• **Record excerpts**
______________________________

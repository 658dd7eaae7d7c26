//! City Path Lab promo generator API server library.
//!
//! Exposes the core building blocks (config, state, sessions, error handling,
//! routes) so integration tests and the binary entrypoint can both access
//! them.

pub mod background;
pub mod config;
pub mod error;
pub mod handlers;
pub mod response;
pub mod router;
pub mod routes;
pub mod session;
pub mod state;
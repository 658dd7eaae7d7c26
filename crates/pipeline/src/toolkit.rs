//! Media tooling used by the generator: probing and rendering.

use std::path::{Path, PathBuf};
use std::time::Duration;

use async_trait::async_trait;
use promo_core::artifact::OutputMetadata;
use promo_core::composition::CompositionPlan;
use promo_core::ffmpeg::{self, FfmpegError};

/// Probing and rendering operations the generator needs.
#[async_trait]
pub trait MediaToolkit: Send + Sync {
    /// Duration in seconds of an audio or video file.
    async fn probe_duration(&self, path: &Path) -> Result<f64, FfmpegError>;

    /// Render `plan` to `plan.output`. All input files referenced by the plan
    /// exist when this is called.
    async fn render(&self, plan: &CompositionPlan) -> Result<(), FfmpegError>;

    /// Read back the stream properties of a rendered file.
    async fn inspect(&self, path: &Path) -> Result<OutputMetadata, FfmpegError>;
}

/// Locations and limits for the ffmpeg binaries.
#[derive(Debug, Clone)]
pub struct FfmpegSettings {
    pub ffmpeg_path: PathBuf,
    pub ffprobe_path: PathBuf,
    /// Upper bound for a single render.
    pub render_timeout: Duration,
}

impl Default for FfmpegSettings {
    fn default() -> Self {
        Self {
            ffmpeg_path: PathBuf::from("ffmpeg"),
            ffprobe_path: PathBuf::from("ffprobe"),
            render_timeout: Duration::from_secs(120),
        }
    }
}

/// [`MediaToolkit`] backed by `ffmpeg`/`ffprobe` child processes.
#[derive(Debug, Clone, Default)]
pub struct FfmpegToolkit {
    settings: FfmpegSettings,
}

impl FfmpegToolkit {
    pub fn new(settings: FfmpegSettings) -> Self {
        Self { settings }
    }

    fn ffprobe(&self) -> std::borrow::Cow<'_, str> {
        self.settings.ffprobe_path.to_string_lossy()
    }
}

#[async_trait]
impl MediaToolkit for FfmpegToolkit {
    async fn probe_duration(&self, path: &Path) -> Result<f64, FfmpegError> {
        let probe = ffmpeg::probe_media(&self.ffprobe(), path).await?;
        Ok(ffmpeg::parse_duration(&probe))
    }

    async fn render(&self, plan: &CompositionPlan) -> Result<(), FfmpegError> {
        let args = ffmpeg::encode_args(plan);
        tracing::debug!(args = ?args, "Running ffmpeg");
        ffmpeg::run_ffmpeg(
            &self.settings.ffmpeg_path.to_string_lossy(),
            &args,
            self.settings.render_timeout,
        )
        .await
    }

    async fn inspect(&self, path: &Path) -> Result<OutputMetadata, FfmpegError> {
        let probe = ffmpeg::probe_media(&self.ffprobe(), path).await?;
        Ok(ffmpeg::output_metadata(&probe))
    }
}
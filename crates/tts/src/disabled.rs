use async_trait::async_trait;
use promo_core::choices::Language;

use crate::{SpeechSynthesizer, SynthesizedSpeech, TtsError};

/// Synthesizer used when TTS is switched off. Every call fails with
/// [`TtsError::Unavailable`]; no placeholder audio is produced.
#[derive(Debug, Default, Clone, Copy)]
pub struct DisabledSynthesizer;

#[async_trait]
impl SpeechSynthesizer for DisabledSynthesizer {
    fn name(&self) -> &'static str {
        "disabled"
    }

    async fn synthesize(&self, _text: &str, _language: Language) -> Result<SynthesizedSpeech, TtsError> {
        Err(TtsError::Unavailable(
            "text-to-speech is disabled (set TTS_PROVIDER=google)".into(),
        ))
    }
}

#[cfg(test)]
mod tests {
    use assert_matches::assert_matches;

    use super::*;

    #[tokio::test]
    async fn always_unavailable() {
        let result = DisabledSynthesizer.synthesize("hello", Language::Hindi).await;
        assert_matches!(result, Err(TtsError::Unavailable(_)));
    }
}
//! Fixed output format and brand constants for promo videos.
//!
//! Every generated video is a 9:16 vertical clip sized for Instagram and
//! WhatsApp reels. None of these values depend on the uploaded mascot.

/* --------------------------------------------------------------------------
Output format
-------------------------------------------------------------------------- */

/// Output duration in seconds.
pub const VIDEO_DURATION_SECS: f64 = 15.0;

/// Output frame rate.
pub const FPS: u32 = 24;

/// Output frame width in pixels.
pub const FRAME_WIDTH: u32 = 1080;

/// Output frame height in pixels.
pub const FRAME_HEIGHT: u32 = 1920;

/// Video codec passed to ffmpeg.
pub const VIDEO_CODEC: &str = "libx264";

/// Audio codec passed to ffmpeg.
pub const AUDIO_CODEC: &str = "aac";

/// Pixel format; yuv420p keeps H.264 output playable on phones.
pub const PIXEL_FORMAT: &str = "yuv420p";

/// Allowed drift between the probed output duration and [`VIDEO_DURATION_SECS`].
pub const DURATION_TOLERANCE_SECS: f64 = 0.5;

/* --------------------------------------------------------------------------
Layout
-------------------------------------------------------------------------- */

/// Fraction of the frame width taken by the mascot layer.
pub const MASCOT_WIDTH_RATIO: f64 = 0.6;

/// Header banner text.
pub const HEADER_TEXT: &str = "City Pathology Laboratory";

/// Header banner font size.
pub const HEADER_FONT_SIZE: u32 = 45;

/// Distance from the top of the frame to the header banner.
pub const HEADER_TOP: u32 = 50;

/// Total horizontal margin around the header banner.
pub const HEADER_HORIZONTAL_MARGIN: u32 = 40;

/// Total horizontal margin around the caption banner.
pub const CAPTION_HORIZONTAL_MARGIN: u32 = 60;

/// Caption banner height.
pub const CAPTION_HEIGHT: u32 = 200;

/// Distance from the bottom of the frame to the top of the caption banner.
pub const CAPTION_BOTTOM_OFFSET: u32 = 300;

/* --------------------------------------------------------------------------
Brand colors
-------------------------------------------------------------------------- */

/// Brand blue (`#0056b3`).
pub const BRAND_BLUE: &str = "#0056b3";

/// Brand white, also the canvas background.
pub const BRAND_WHITE: &str = "#FFFFFF";

/// Width in pixels of the mascot layer for the fixed frame width.
pub fn mascot_target_width() -> u32 {
    (f64::from(FRAME_WIDTH) * MASCOT_WIDTH_RATIO).round() as u32
}

/// How long the caption and the speech track last for a given speech length.
///
/// The video itself always runs [`VIDEO_DURATION_SECS`]; longer speech is
/// truncated, shorter speech simply ends early.
pub fn caption_duration(audio_duration_secs: f64) -> f64 {
    if audio_duration_secs.is_nan() || audio_duration_secs <= 0.0 {
        return 0.0;
    }
    audio_duration_secs.min(VIDEO_DURATION_SECS)
}

#[cfg(test)]
mod tests {
    use super::*;

    #[test]
    fn mascot_width_is_sixty_percent_of_frame() {
        assert_eq!(mascot_target_width(), 648);
    }

    #[test]
    fn caption_duration_truncates_long_audio() {
        assert!((caption_duration(22.7) - VIDEO_DURATION_SECS).abs() < f64::EPSILON);
    }

    #[test]
    fn caption_duration_keeps_short_audio() {
        assert!((caption_duration(3.25) - 3.25).abs() < f64::EPSILON);
    }

    #[test]
    fn caption_duration_handles_degenerate_values() {
        assert_eq!(caption_duration(0.0), 0.0);
        assert_eq!(caption_duration(-1.0), 0.0);
        assert_eq!(caption_duration(f64::NAN), 0.0);
    }
}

______________________________

• **Activity**
Repeat all of the material, exactly as it reads.

• **Result below**
repository 658dd7eaae7d7c26
//! City Path Lab promo generator API server library.
//!
//! Exposes the core building blocks (config, state, sessions, error handling,
//! routes) so integration tests and the binary entrypoint can both access
//! them.

pub mod background;
pub mod config;
pub mod error;
pub mod handlers;
pub mod response;
pub mod router;
pub mod routes;
pub mod session;
pub mod state;
repository 658dd7eaae7d7c26
filename crates/pipeline/src/toolkit.rs
//! Media tooling used by the generator: probing and rendering.

use std::path::{Path, PathBuf};
use std::time::Duration;

use async_trait::async_trait;
use promo_core::artifact::OutputMetadata;
use promo_core::composition::CompositionPlan;
use promo_core::ffmpeg::{self, FfmpegError};

/// Probing and rendering operations the generator needs.
#[async_trait]
pub trait MediaToolkit: Send + Sync {
    /// Duration in seconds of an audio or video file.
    async fn probe_duration(&self, path: &Path) -> Result<f64, FfmpegError>;

    /// Render `plan` to `plan.output`. All input files referenced by the plan
    /// exist when this is called.
    async fn render(&self, plan: &CompositionPlan) -> Result<(), FfmpegError>;

    /// Read back the stream properties of a rendered file.
    async fn inspect(&self, path: &Path) -> Result<OutputMetadata, FfmpegError>;
}

/// Locations and limits for the ffmpeg binaries.
#[derive(Debug, Clone)]
pub struct FfmpegSettings {
    pub ffmpeg_path: PathBuf,
    pub ffprobe_path: PathBuf,
    /// Upper bound for a single render.
    pub render_timeout: Duration,
}

impl Default for FfmpegSettings {
    fn default() -> Self {
        Self {
            ffmpeg_path: PathBuf::from("ffmpeg"),
            ffprobe_path: PathBuf::from("ffprobe"),
            render_timeout: Duration::from_secs(120),
        }
    }
}

/// [`MediaToolkit`] backed by `ffmpeg`/`ffprobe` child processes.
#[derive(Debug, Clone, Default)]
pub struct FfmpegToolkit {
    settings: FfmpegSettings,
}

impl FfmpegToolkit {
    pub fn new(settings: FfmpegSettings) -> Self {
        Self { settings }
    }

    fn ffprobe(&self) -> std::borrow::Cow<'_, str> {
        self.settings.ffprobe_path.to_string_lossy()
    }
}

#[async_trait]
impl MediaToolkit for FfmpegToolkit {
    async fn probe_duration(&self, path: &Path) -> Result<f64, FfmpegError> {
        let probe = ffmpeg::probe_media(&self.ffprobe(), path).await?;
        Ok(ffmpeg::parse_duration(&probe))
    }

    async fn render(&self, plan: &CompositionPlan) -> Result<(), FfmpegError> {
        let args = ffmpeg::encode_args(plan);
        tracing::debug!(args = ?args, "Running ffmpeg");
        ffmpeg::run_ffmpeg(
            &self.settings.ffmpeg_path.to_string_lossy(),
            &args,
            self.settings.render_timeout,
        )
        .await
    }

    async fn inspect(&self, path: &Path) -> Result<OutputMetadata, FfmpegError> {
        let probe = ffmpeg::probe_media(&self.ffprobe(), path).await?;
        Ok(ffmpeg::output_metadata(&probe))
    }
}
filename crates/tts/src/disabled.rs
use async_trait::async_trait;
use promo_core::choices::Language;

use crate::{SpeechSynthesizer, SynthesizedSpeech, TtsError};

/// Synthesizer used when TTS is switched off. Every call fails with
/// [`TtsError::Unavailable`]; no placeholder audio is produced.
#[derive(Debug, Default, Clone, Copy)]
pub struct DisabledSynthesizer;

#[async_trait]
impl SpeechSynthesizer for DisabledSynthesizer {
    fn name(&self) -> &'static str {
        "disabled"
    }

    async fn synthesize(&self, _text: &str, _language: Language) -> Result<SynthesizedSpeech, TtsError> {
        Err(TtsError::Unavailable(
            "text-to-speech is disabled (set TTS_PROVIDER=google)".into(),
        ))
    }
}

#[cfg(test)]
mod tests {
    use assert_matches::assert_matches;

    use super::*;

    #[tokio::test]
    async fn always_unavailable() {
        let result = DisabledSynthesizer.synthesize("hello", Language::Hindi).await;
        assert_matches!(result, Err(TtsError::Unavailable(_)));
    }
}
//! Fixed output format and brand constants for promo videos.
//!
//! Every generated video is a 9:16 vertical clip sized for Instagram and
//! WhatsApp reels. None of these values depend on the uploaded mascot.

/* --------------------------------------------------------------------------
Output format
-------------------------------------------------------------------------- */

/// Output duration in seconds.
pub const VIDEO_DURATION_SECS: f64 = 15.0;

/// Output frame rate.
pub const FPS: u32 = 24;

/// Output frame width in pixels.
pub const FRAME_WIDTH: u32 = 1080;

/// Output frame height in pixels.
pub const FRAME_HEIGHT: u32 = 1920;

/// Video codec passed to ffmpeg.
pub const VIDEO_CODEC: &str = "libx264";

/// Audio codec passed to ffmpeg.
pub const AUDIO_CODEC: &str = "aac";

/// Pixel format; yuv420p keeps H.264 output playable on phones.
pub const PIXEL_FORMAT: &str = "yuv420p";

/// Allowed drift between the probed output duration and [`VIDEO_DURATION_SECS`].
pub const DURATION_TOLERANCE_SECS: f64 = 0.5;

/* --------------------------------------------------------------------------
Layout
-------------------------------------------------------------------------- */

/// Fraction of the frame width taken by the mascot layer.
pub const MASCOT_WIDTH_RATIO: f64 = 0.6;

/// Header banner text.
pub const HEADER_TEXT: &str = "City Pathology Laboratory";

/// Header banner font size.
pub const HEADER_FONT_SIZE: u32 = 45;

/// Distance from the top of the frame to the header banner.
pub const HEADER_TOP: u32 = 50;

/// Total horizontal margin around the header banner.
pub const HEADER_HORIZONTAL_MARGIN: u32 = 40;

/// Total horizontal margin around the caption banner.
pub const CAPTION_HORIZONTAL_MARGIN: u32 = 60;

/// Caption banner height.
pub const CAPTION_HEIGHT: u32 = 200;

/// Distance from the bottom of the frame to the top of the caption banner.
pub const CAPTION_BOTTOM_OFFSET: u32 = 300;

/* --------------------------------------------------------------------------
Brand colors
-------------------------------------------------------------------------- */

/// Brand blue (`#0056b3`).
pub const BRAND_BLUE: &str = "#0056b3";

/// Brand white, also the canvas background.
pub const BRAND_WHITE: &str = "#FFFFFF";

/// Width in pixels of the mascot layer for the fixed frame width.
pub fn mascot_target_width() -> u32 {
    (f64::from(FRAME_WIDTH) * MASCOT_WIDTH_RATIO).round() as u32
}

/// How long the caption and the speech track last for a given speech length.
///
/// The video itself always runs [`VIDEO_DURATION_SECS`]; longer speech is
/// truncated, shorter speech simply ends early.
pub fn caption_duration(audio_duration_secs: f64) -> f64 {
    if audio_duration_secs.is_nan() || audio_duration_secs <= 0.0 {
        return 0.0;
    }
    audio_duration_secs.min(VIDEO_DURATION_SECS)
}

#[cfg(test)]
mod tests {
    use super::*;

    #[test]
    fn mascot_width_is_sixty_percent_of_frame() {
        assert_eq!(mascot_target_width(), 648);
    }

    #[test]
    fn caption_duration_truncates_long_audio() {
        assert!((caption_duration(22.7) - VIDEO_DURATION_SECS).abs() < f64::EPSILON);
    }

    #[test]
    fn caption_duration_keeps_short_audio() {
        assert!((caption_duration(3.25) - 3.25).abs() < f64::EPSILON);
    }

    #[test]
    fn caption_duration_handles_degenerate_values() {
        assert_eq!(caption_duration(0.0), 0.0);
        assert_eq!(caption_duration(-1.0), 0.0);
        assert_eq!(caption_duration(f64::NAN), 0.0);
    }
}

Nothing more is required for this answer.